John Nash, the “Beautiful Mind” in the film based on Sylvia Nasar’s biography, was a far less pleasant fellow than the character played by Russell Crowe, and the “Nash Equilibrium” a far less pleasant vision of the world than the book or film allowed. Nash demonstrated that it is quite possible for competitors to choose mutual annihilation as a matter of rational self-interest. Let’s say you belong to a neolithic tribe that hunts mammoths. If the tribe next door kills more mammoths than you do, they eat more, get stronger, and kill you (and possibly eat you, too). So you kill as many mammoths as possible, both to eat more and deny sustenance to the competition.
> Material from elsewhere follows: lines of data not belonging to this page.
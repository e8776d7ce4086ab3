//! The orchestrator: owns every game, the queue and the connection table,
//! and applies client messages to them.
//!
//! # Concurrency note
//!
//! `Orchestrator` is a plain synchronous state machine. The server wraps it in
//! a single `tokio::sync::Mutex`; message handlers and the background sweeps
//! all take that lock, call one method, and release. Nothing in here awaits:
//! outbound messages go into per-connection unbounded channels.
//!
//! Matchmaking, rematch, lobby and reaper operations live in their own
//! modules as further `impl Orchestrator` blocks.

use std::time::Instant;

use noughts_protocol::{
    ClientMessage, GameId, GameKind, GameStatus, Inbound, PlayerId, ProtocolError, ServerMessage,
    Symbol,
};
use noughts_registry::{ConnectionRegistry, Outbox};
use noughts_transport::ConnectionId;
use rand::Rng;

use crate::coin::{CoinFlip, RandomCoin};
use crate::game::cell_index;
use crate::outcome::Outcome;
use crate::{Game, GameError, GameStore, MatchQueue, OrchestratorConfig, Participant};

/// Single owner of all game state.
pub struct Orchestrator {
    pub(crate) config: OrchestratorConfig,
    pub(crate) registry: ConnectionRegistry,
    pub(crate) games: GameStore,
    pub(crate) queue: MatchQueue,
    pub(crate) coin: Box<dyn CoinFlip>,
}

impl Orchestrator {
    /// Creates an orchestrator that assigns symbols with a fair random coin.
    pub fn new(config: OrchestratorConfig) -> Self {
        Self::with_coin(config, RandomCoin)
    }

    /// Creates an orchestrator with a custom coin.
    pub fn with_coin(config: OrchestratorConfig, coin: impl CoinFlip + 'static) -> Self {
        Self {
            config,
            registry: ConnectionRegistry::new(),
            games: GameStore::new(),
            queue: MatchQueue::new(),
            coin: Box::new(coin),
        }
    }

    // =====================================================================
    // Connection lifecycle
    // =====================================================================

    /// Starts tracking a new connection.
    pub fn connect(&mut self, conn: ConnectionId, outbox: Outbox) {
        self.registry.register(conn, outbox);
    }

    /// Cleans up after a closed connection.
    ///
    /// Drops its queue entries, marks every seat it held as disconnected,
    /// tells connected opponents, and deletes matchmaking games that were
    /// still in play. Safe to call more than once.
    pub fn disconnect(&mut self, conn: ConnectionId) {
        let binding = self.registry.unregister(conn);
        let dequeued = self.queue.remove_connection(conn);
        if dequeued > 0 {
            tracing::debug!(%conn, queue = self.queue.len(), "dropped queue entry on disconnect");
        }

        let mut doomed = Vec::new();
        for game in self.games.iter_mut() {
            let dropped = game.disconnect(conn);
            if dropped.is_empty() {
                continue;
            }
            let game_id = game.id();
            tracing::info!(%conn, %game_id, "player disconnected");
            for symbol in dropped {
                for member in game.members() {
                    if member.symbol == symbol {
                        continue;
                    }
                    if let Some(opponent) = member.connection {
                        self.registry
                            .send(opponent, ServerMessage::OpponentDisconnected { symbol });
                    }
                }
            }
            if game.kind() == GameKind::Matchmaking && game.status() == GameStatus::Playing {
                doomed.push(game_id);
            }
        }

        for game_id in doomed {
            self.games.remove(game_id);
            tracing::info!(%game_id, "matchmaking game deleted after disconnect");
        }

        if binding.is_some() {
            tracing::debug!(%conn, "connection closed");
        }
    }

    // =====================================================================
    // Dispatch
    // =====================================================================

    /// Applies one decoded client frame.
    ///
    /// The identity fields carried by the frame are bound to the connection
    /// first; each operation then uses the connection's binding, so a frame
    /// may omit identity the connection already claimed. Any refusal is sent
    /// back to `conn` as an `error` frame.
    pub fn handle(&mut self, conn: ConnectionId, inbound: Inbound) {
        let Inbound {
            player_id,
            game_id,
            message,
        } = inbound;
        let player_id = player_id.filter(|p| !p.is_blank());
        self.registry.bind(conn, player_id, game_id);

        let binding = self.registry.binding(conn).cloned().unwrap_or_default();
        let player = binding.player_id;
        let game = binding.game_id;

        let result = match message {
            ClientMessage::CreateGame => self.create_game(conn, player).map(drop),
            ClientMessage::JoinGame => self.join_game(conn, player, game),
            ClientMessage::RequestMatchmaking => self.request_matchmaking(conn, player),
            ClientMessage::CancelMatchmaking => self.cancel_matchmaking(conn, player),
            ClientMessage::MakeMove { index } => self.make_move(conn, player, game, index),
            ClientMessage::LeaveGame => self.leave_game(conn, player, game),
            ClientMessage::RematchRequest => self.request_rematch(conn, player, game),
            ClientMessage::RequestLobby => {
                self.send_lobby(conn);
                Ok(())
            }
        };

        if let Err(err) = result {
            self.reject(conn, &err);
        }
    }

    /// Replies to a frame that could not be decoded.
    pub fn reject_malformed(&mut self, conn: ConnectionId, err: &ProtocolError) {
        self.reject(conn, &GameError::MalformedMessage(err.to_string()));
    }

    fn reject(&self, conn: ConnectionId, err: &GameError) {
        tracing::debug!(%conn, kind = ?err.kind(), %err, "request rejected");
        self.registry.send(conn, err.to_message());
    }

    // =====================================================================
    // Custom games
    // =====================================================================

    /// Opens a custom game with the caller as X. Generates an identity when
    /// none was supplied.
    pub fn create_game(
        &mut self,
        conn: ConnectionId,
        player: Option<PlayerId>,
    ) -> Result<GameId, GameError> {
        let player_id = player.unwrap_or_else(generate_player_id);
        if self.is_engaged(&player_id) {
            return Err(GameError::AlreadyQueuedOrInGame(player_id));
        }

        let game_id = self.games.allocate_id();
        let creator = Participant::new(player_id.clone(), Symbol::X, Some(conn));
        let game = Game::open(game_id, creator, Instant::now());
        let seat = game.seat_for(&player_id);
        self.games.insert(game);

        self.registry.attach(conn, player_id.clone(), game_id);
        if let Some(seat) = seat {
            self.registry.send(conn, ServerMessage::GameCreated(seat));
        }
        tracing::info!(%game_id, %player_id, "custom game created");

        self.publish_lobby();
        Ok(game_id)
    }

    /// Joins a custom game, or reconnects to it if the caller already holds
    /// a seat there.
    pub fn join_game(
        &mut self,
        conn: ConnectionId,
        player: Option<PlayerId>,
        game: Option<GameId>,
    ) -> Result<(), GameError> {
        let player_id = player.ok_or(GameError::MissingIdentity("playerId"))?;
        let game_id = game.ok_or(GameError::MissingIdentity("gameId"))?;

        let game = self
            .games
            .get(game_id)
            .ok_or(GameError::SessionNotFound(game_id))?;
        if game.kind() != GameKind::Custom {
            return Err(GameError::InvalidState(format!(
                "{game_id} is a matchmaking game"
            )));
        }
        if game.member(&player_id).is_some() {
            return self.rejoin(conn, player_id, game_id);
        }
        if game.members().len() >= Game::SEATS {
            return Err(GameError::SessionFull(game_id));
        }
        if game.status() != GameStatus::Waiting {
            return Err(GameError::InvalidState(format!(
                "{game_id} is {}",
                game.status()
            )));
        }
        if self.is_engaged(&player_id) {
            return Err(GameError::AlreadyQueuedOrInGame(player_id));
        }

        let game = self
            .games
            .get_mut(game_id)
            .ok_or(GameError::SessionNotFound(game_id))?;
        let symbol = game.seat_second(player_id.clone(), conn, Instant::now());

        self.registry.attach(conn, player_id.clone(), game_id);
        for member in game.members() {
            let Some(member_conn) = member.connection else {
                continue;
            };
            let msg = if member.player_id == player_id {
                ServerMessage::GameJoined(game.seat(member))
            } else {
                ServerMessage::OpponentJoined(game.seat(member))
            };
            self.registry.send(member_conn, msg);
        }
        tracing::info!(%game_id, %player_id, %symbol, "player joined");

        self.publish_lobby();
        Ok(())
    }

    fn rejoin(
        &mut self,
        conn: ConnectionId,
        player_id: PlayerId,
        game_id: GameId,
    ) -> Result<(), GameError> {
        let game = self
            .games
            .get_mut(game_id)
            .ok_or(GameError::SessionNotFound(game_id))?;
        let symbol = game
            .reconnect(&player_id, conn, Instant::now())
            .ok_or(GameError::SessionNotFound(game_id))?;

        self.registry.attach(conn, player_id.clone(), game_id);
        if let Some(seat) = game.seat_for(&player_id) {
            self.registry.send(conn, ServerMessage::Reconnected(seat));
        }
        if let Some(opponent) = game.opponent_of(&player_id).and_then(|o| o.connection) {
            self.registry
                .send(opponent, ServerMessage::OpponentReconnected { symbol });
        }
        tracing::info!(%game_id, %player_id, %conn, "player reconnected");
        Ok(())
    }

    // =====================================================================
    // Play
    // =====================================================================

    /// Places the caller's symbol at `index` and announces the result.
    pub fn make_move(
        &mut self,
        conn: ConnectionId,
        player: Option<PlayerId>,
        game: Option<GameId>,
        index: i64,
    ) -> Result<(), GameError> {
        let cell = cell_index(index)?;
        let (Some(player_id), Some(game_id)) = (player, game) else {
            return Err(GameError::InvalidMove("no game to move in".into()));
        };

        let game = self
            .games
            .get_mut(game_id)
            .ok_or_else(|| GameError::InvalidMove(format!("{game_id} not found")))?;
        let outcome = game.apply_move(&player_id, cell, Instant::now())?;

        let msg = match outcome.verdict() {
            Some(winner) => ServerMessage::GameOver {
                board: *game.board(),
                winner,
            },
            None => ServerMessage::GameState {
                board: *game.board(),
                turn: game.turn(),
                status: game.status(),
            },
        };
        for member_conn in game.connections() {
            self.registry.send(member_conn, msg.clone());
        }

        tracing::debug!(%conn, %game_id, %player_id, cell, "move applied");
        if outcome == Outcome::Pending {
            return Ok(());
        }

        tracing::info!(%game_id, ?outcome, "game finished");
        if game.kind() == GameKind::Custom {
            self.publish_lobby();
        }
        Ok(())
    }

    // =====================================================================
    // Leaving
    // =====================================================================

    /// Takes the caller out of a game. Always confirms with `gameLeft` and
    /// clears the connection's binding.
    pub fn leave_game(
        &mut self,
        conn: ConnectionId,
        player: Option<PlayerId>,
        game: Option<GameId>,
    ) -> Result<(), GameError> {
        let player_id = player.ok_or(GameError::MissingIdentity("playerId"))?;
        let game_id = game.ok_or(GameError::MissingIdentity("gameId"))?;

        if let Some(game) = self.games.get_mut(game_id) {
            if game.remove_member(&player_id).is_some() {
                tracing::info!(%game_id, %player_id, "player left");
                let kind = game.kind();
                let remaining: Vec<ConnectionId> = game.connections().collect();

                if kind == GameKind::Custom && game.members().len() == 1 {
                    game.reopen(Instant::now());
                    self.notify_left(&remaining, "Your opponent left. Waiting for a new player.");
                    self.publish_lobby();
                } else {
                    self.games.remove(game_id);
                    tracing::info!(%game_id, "game deleted after leave");
                    self.notify_left(&remaining, "Your opponent left the game.");
                    if kind == GameKind::Custom {
                        self.publish_lobby();
                    }
                }
            }
        }

        self.registry.clear(conn);
        self.registry.send(
            conn,
            ServerMessage::GameLeft {
                message: "You left the game.".into(),
            },
        );
        Ok(())
    }

    fn notify_left(&self, connections: &[ConnectionId], message: &str) {
        for conn in connections {
            self.registry.send(
                *conn,
                ServerMessage::OpponentLeft {
                    message: message.into(),
                },
            );
        }
    }

    // =====================================================================
    // Queries
    // =====================================================================

    /// `true` if the player holds a queue slot or a seat in an unfinished game.
    pub fn is_engaged(&self, player_id: &PlayerId) -> bool {
        self.queue.contains(player_id) || self.games.active_game_of(player_id).is_some()
    }

    pub fn game(&self, game_id: GameId) -> Option<&Game> {
        self.games.get(game_id)
    }

    /// Iterates over every game.
    pub fn games(&self) -> impl Iterator<Item = &Game> {
        self.games.iter()
    }

    pub fn game_count(&self) -> usize {
        self.games.len()
    }

    pub fn queue_len(&self) -> usize {
        self.queue.len()
    }

    /// `true` if `player_id` is waiting in the matchmaking queue.
    pub fn is_queued(&self, player_id: &PlayerId) -> bool {
        self.queue.contains(player_id)
    }

    pub fn registry(&self) -> &ConnectionRegistry {
        &self.registry
    }

    pub fn config(&self) -> &OrchestratorConfig {
        &self.config
    }
}

/// A fresh `player_xxxxxxxx` identity.
fn generate_player_id() -> PlayerId {
    PlayerId::new(format!("player_{:08x}", rand::rng().random::<u32>()))
}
So does everyone else. Mammoths become extinct, and you all die out. A simple way to put it is that people only accept a solution as long as it includes them.
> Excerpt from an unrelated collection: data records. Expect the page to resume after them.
//! The game record: board, seats, lifecycle and rematch offers.

use std::collections::HashSet;
use std::time::{Duration, Instant};

use noughts_protocol::{Board, GameId, GameKind, GameStatus, PlayerId, Seat, Symbol};
use noughts_transport::ConnectionId;

use crate::GameError;
use crate::outcome::{Outcome, evaluate};

// ---------------------------------------------------------------------------
// Participant
// ---------------------------------------------------------------------------

/// One player's seat in one game.
#[derive(Debug, Clone, PartialEq, Eq)]
pub struct Participant {
    pub player_id: PlayerId,

    /// Assigned once per game, never changed.
    pub symbol: Symbol,

    /// The connection currently playing this seat. `None` while the player
    /// is disconnected.
    pub connection: Option<ConnectionId>,
}

impl Participant {
    pub fn new(player_id: PlayerId, symbol: Symbol, connection: Option<ConnectionId>) -> Self {
        Self {
            player_id,
            symbol,
            connection,
        }
    }

    pub fn is_connected(&self) -> bool {
        self.connection.is_some()
    }
}

// ---------------------------------------------------------------------------
// Game
// ---------------------------------------------------------------------------

/// A single two-player game.
///
/// Holds at most two participants with distinct symbols. Cells are written
/// once and never cleared; a rematch replaces the whole game.
#[derive(Debug, Clone)]
pub struct Game {
    id: GameId,
    kind: GameKind,
    status: GameStatus,
    board: Board,
    turn: Symbol,
    members: Vec<Participant>,
    rematch_offers: HashSet<PlayerId>,
    last_activity: Instant,
    creator_id: PlayerId,
}

impl Game {
    /// Maximum number of seats.
    pub const SEATS: usize = 2;

    /// A custom game waiting for its second player.
    pub fn open(id: GameId, creator: Participant, now: Instant) -> Self {
        Self {
            id,
            kind: GameKind::Custom,
            status: GameStatus::Waiting,
            board: Board::new(),
            turn: Symbol::X,
            creator_id: creator.player_id.clone(),
            members: vec![creator],
            rematch_offers: HashSet::new(),
            last_activity: now,
        }
    }

    /// A game that starts in play with both seats filled. The X player is
    /// recorded as creator.
    pub fn paired(
        id: GameId,
        kind: GameKind,
        x: Participant,
        o: Participant,
        turn: Symbol,
        now: Instant,
    ) -> Self {
        Self {
            id,
            kind,
            status: GameStatus::Playing,
            board: Board::new(),
            turn,
            creator_id: x.player_id.clone(),
            members: vec![x, o],
            rematch_offers: HashSet::new(),
            last_activity: now,
        }
    }

    // -- Accessors --

    pub fn id(&self) -> GameId {
        self.id
    }

    pub fn kind(&self) -> GameKind {
        self.kind
    }

    pub fn status(&self) -> GameStatus {
        self.status
    }

    pub fn board(&self) -> &Board {
        &self.board
    }

    pub fn turn(&self) -> Symbol {
        self.turn
    }

    pub fn members(&self) -> &[Participant] {
        &self.members
    }

    pub fn creator_id(&self) -> &PlayerId {
        &self.creator_id
    }

    pub fn last_activity(&self) -> Instant {
        self.last_activity
    }

    pub fn member(&self, player_id: &PlayerId) -> Option<&Participant> {
        self.members.iter().find(|m| &m.player_id == player_id)
    }

    /// The other participant, if there is one.
    pub fn opponent_of(&self, player_id: &PlayerId) -> Option<&Participant> {
        self.members.iter().find(|m| &m.player_id != player_id)
    }

    pub fn has_offered_rematch(&self, player_id: &PlayerId) -> bool {
        self.rematch_offers.contains(player_id)
    }

    /// Idle time as of `now`.
    pub fn idle_for(&self, now: Instant) -> Duration {
        now.saturating_duration_since(self.last_activity)
    }

    pub fn all_disconnected(&self) -> bool {
        self.members.iter().all(|m| !m.is_connected())
    }

    /// Live connections of all members.
    pub fn connections(&self) -> impl Iterator<Item = ConnectionId> + '_ {
        self.members.iter().filter_map(|m| m.connection)
    }

    /// Full state snapshot as seen by `member`.
    pub fn seat(&self, member: &Participant) -> Seat {
        Seat {
            game_id: self.id,
            player_id: member.player_id.clone(),
            symbol: member.symbol,
            board: self.board,
            turn: self.turn,
            status: self.status,
        }
    }

    /// Snapshot for the member with this identity.
    pub fn seat_for(&self, player_id: &PlayerId) -> Option<Seat> {
        self.member(player_id).map(|m| self.seat(m))
    }

    /// `true` if the lobby should list this game as of `now`.
    pub fn is_joinable(&self, now: Instant, freshness: Duration) -> bool {
        self.kind == GameKind::Custom
            && self.status == GameStatus::Waiting
            && self.members.len() == 1
            && self.idle_for(now) < freshness
    }

    // -- Mutations --

    /// Seats a second player in a waiting game and starts play. The newcomer
    /// gets whichever symbol the remaining member doesn't hold.
    pub(crate) fn seat_second(
        &mut self,
        player_id: PlayerId,
        connection: ConnectionId,
        now: Instant,
    ) -> Symbol {
        let symbol = self
            .members
            .first()
            .map_or(Symbol::O, |remaining| remaining.symbol.other());
        self.members
            .push(Participant::new(player_id, symbol, Some(connection)));
        self.status = GameStatus::Playing;
        self.last_activity = now;
        symbol
    }

    /// Points an existing member's seat at a new connection.
    pub(crate) fn reconnect(
        &mut self,
        player_id: &PlayerId,
        connection: ConnectionId,
        now: Instant,
    ) -> Option<Symbol> {
        let member = self.members.iter_mut().find(|m| &m.player_id == player_id)?;
        member.connection = Some(connection);
        let symbol = member.symbol;
        self.last_activity = now;
        Some(symbol)
    }

    /// Marks every seat held by `connection` as disconnected and returns the
    /// symbols of those seats.
    pub(crate) fn disconnect(&mut self, connection: ConnectionId) -> Vec<Symbol> {
        let mut dropped = Vec::new();
        for member in &mut self.members {
            if member.connection == Some(connection) {
                member.connection = None;
                dropped.push(member.symbol);
            }
        }
        dropped
    }

    /// Removes a member and any rematch offer it made.
    pub(crate) fn remove_member(&mut self, player_id: &PlayerId) -> Option<Participant> {
        let index = self.members.iter().position(|m| &m.player_id == player_id)?;
        self.rematch_offers.remove(player_id);
        Some(self.members.remove(index))
    }

    /// Sends a custom game back to the lobby after an opponent left mid-play.
    /// Finished games stay finished.
    pub(crate) fn reopen(&mut self, now: Instant) {
        if self.status == GameStatus::Playing {
            self.status = GameStatus::Waiting;
        }
        self.last_activity = now;
    }

    /// Records a rematch offer. Returns `true` once every member has offered.
    pub(crate) fn offer_rematch(&mut self, player_id: PlayerId, now: Instant) -> bool {
        self.rematch_offers.insert(player_id);
        self.last_activity = now;
        self.members
            .iter()
            .all(|m| self.rematch_offers.contains(&m.player_id))
    }

    /// Validates and applies a move for `player_id`, then evaluates the
    /// board. On error nothing changes.
    pub(crate) fn apply_move(
        &mut self,
        player_id: &PlayerId,
        cell: usize,
        now: Instant,
    ) -> Result<Outcome, GameError> {
        let symbol = match self.member(player_id) {
            Some(member) if member.is_connected() => member.symbol,
            _ => {
                return Err(GameError::InvalidMove(format!(
                    "{player_id} is not an active player in {}",
                    self.id
                )));
            }
        };
        if self.status != GameStatus::Playing {
            return Err(GameError::InvalidMove(format!(
                "{} is {}, not playing",
                self.id, self.status
            )));
        }
        if self.turn != symbol {
            return Err(GameError::InvalidMove(format!("it is {}'s turn", self.turn)));
        }
        if !self.board.place(cell, symbol) {
            return Err(GameError::InvalidMove(format!("cell {cell} is taken")));
        }

        self.turn = symbol.other();
        self.last_activity = now;

        let outcome = evaluate(&self.board);
        if outcome.is_terminal() {
            self.status = GameStatus::Finished;
        }
        Ok(outcome)
    }
}

/// Converts a raw wire index into a board cell.
pub fn cell_index(index: i64) -> Result<usize, GameError> {
    usize::try_from(index)
        .ok()
        .filter(|cell| *cell < Board::CELLS)
        .ok_or_else(|| GameError::InvalidMove(format!("cell {index} is out of range")))
}

// =========================================================================
// Tests
// =========================================================================

#[cfg(test)]
mod tests {
    use super::*;

    fn pid(id: &str) -> PlayerId {
        PlayerId::new(id)
    }

    fn conn(id: u64) -> ConnectionId {
        ConnectionId::new(id)
    }

    fn playing() -> Game {
        Game::paired(
            GameId(1),
            GameKind::Custom,
            Participant::new(pid("x"), Symbol::X, Some(conn(1))),
            Participant::new(pid("o"), Symbol::O, Some(conn(2))),
            Symbol::X,
            Instant::now(),
        )
    }

    #[test]
    fn test_cell_index_bounds() {
        assert_eq!(cell_index(0).unwrap(), 0);
        assert_eq!(cell_index(8).unwrap(), 8);
        assert!(matches!(cell_index(9), Err(GameError::InvalidMove(_))));
        assert!(matches!(cell_index(-1), Err(GameError::InvalidMove(_))));
    }

    #[test]
    fn test_apply_move_alternates_turn() {
        let mut game = playing();
        let now = Instant::now();

        assert_eq!(game.apply_move(&pid("x"), 4, now).unwrap(), Outcome::Pending);
        assert_eq!(game.turn(), Symbol::O);
        assert_eq!(game.apply_move(&pid("o"), 0, now).unwrap(), Outcome::Pending);
        assert_eq!(game.turn(), Symbol::X);
    }

    #[test]
    fn test_apply_move_rejections_leave_state_unchanged() {
        let mut game = playing();
        let now = Instant::now();
        game.apply_move(&pid("x"), 4, now).unwrap();
        let before = *game.board();

        // Wrong turn.
        assert!(game.apply_move(&pid("x"), 0, now).is_err());
        // Occupied cell.
        assert!(game.apply_move(&pid("o"), 4, now).is_err());
        // Not a member.
        assert!(game.apply_move(&pid("z"), 0, now).is_err());

        assert_eq!(*game.board(), before);
        assert_eq!(game.turn(), Symbol::O);
    }

    #[test]
    fn test_apply_move_rejects_disconnected_member() {
        let mut game = playing();
        game.disconnect(conn(1));
        assert!(matches!(
            game.apply_move(&pid("x"), 0, Instant::now()),
            Err(GameError::InvalidMove(_))
        ));
    }

    #[test]
    fn test_disconnect_only_matches_that_connection() {
        let mut game = playing();
        assert!(game.disconnect(conn(99)).is_empty());
        assert_eq!(game.disconnect(conn(2)), vec![Symbol::O]);
        assert!(game.member(&pid("x")).unwrap().is_connected());
        assert!(!game.member(&pid("o")).unwrap().is_connected());
    }

    #[test]
    fn test_seat_second_takes_complement_symbol() {
        let now = Instant::now();
        let mut game = playing();
        game.remove_member(&pid("x"));
        game.reopen(now);
        assert_eq!(game.status(), GameStatus::Waiting);

        let symbol = game.seat_second(pid("new"), conn(3), now);
        assert_eq!(symbol, Symbol::X);
        assert_eq!(game.status(), GameStatus::Playing);
    }

    #[test]
    fn test_offer_rematch_needs_every_member() {
        let mut game = playing();
        let now = Instant::now();
        assert!(!game.offer_rematch(pid("x"), now));
        assert!(game.has_offered_rematch(&pid("x")));
        assert!(game.offer_rematch(pid("o"), now));
    }

    #[test]
    fn test_remove_member_forgets_offer() {
        let mut game = playing();
        game.offer_rematch(pid("x"), Instant::now());
        game.remove_member(&pid("x"));
        assert!(!game.has_offered_rematch(&pid("x")));
        assert_eq!(game.members().len(), 1);
    }
}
Europe is locked in something of a Nash Equilibrium: the political class will commit collective suicide and take what remains of the European economy down with it, rather than accede to terms that would save the economy, but eliminate the political class. The political class draws on a vast number of actual and prospective wards of the state who stand to live miserably if governments really were to cut spending enough to allay the fiscal crisis.
From the standpoint of many Italian voters, it makes no sense to accept budget cuts, because the proportion of elderly dependents will rise from 30% of the population today, to an impossible 65% around 2050. Italy’s present generation, which had about 1.25 children per female, will age into a world in which the tax base cannot possibly support them for the simple reason that too few taxpayers will exist. Fiscal austerity is not a question of comfort but of survival, and Italians have no rational reason to accept the sort of terms that the European Central Bank would like, because under austerity, their lives would change beyond recognition. This is an existential crisis, as the consequences of Italy’s gradual demographic death peak over the horizon.
Italians want to postpone the reckoning by extracting more subsidies from Germany, but German voters vehemently oppose this, and expressed their anger at their government by crushing the ruling party in six state elections in succession. By 2040, Germany’s old-age dependency ratio will rise to 58%, almost as bad as Italy’s. Because Germany has succeeded in dominating key niches in the world market for capital goods, Germany has more flexibility. But Germany’s problem is almost as severe as Italy’s, and Germans do not believe they should subsidize their feckless southern neighbors.
On the face of it, the stock market’s fixation with southern Europe seems unwarranted; as I argued in this morning’s Spengler column at Asia Times Online, national bankruptcy is the best thing that could happen to Italian manufacturing. FIAT, to be sure, probably will go bankrupt (and deserves to for the offense of pitching the poor man’s car of the Italian 1960s, the Cinquecento, to downwardly-mobile American consumers). The real Italian economy exists off the books, in pockets of technical talent preserved in thousands of family-owned firms. Without the predatory incompetence of the Italian state, these talented companies could find Asian partners and extend their reach to the world market.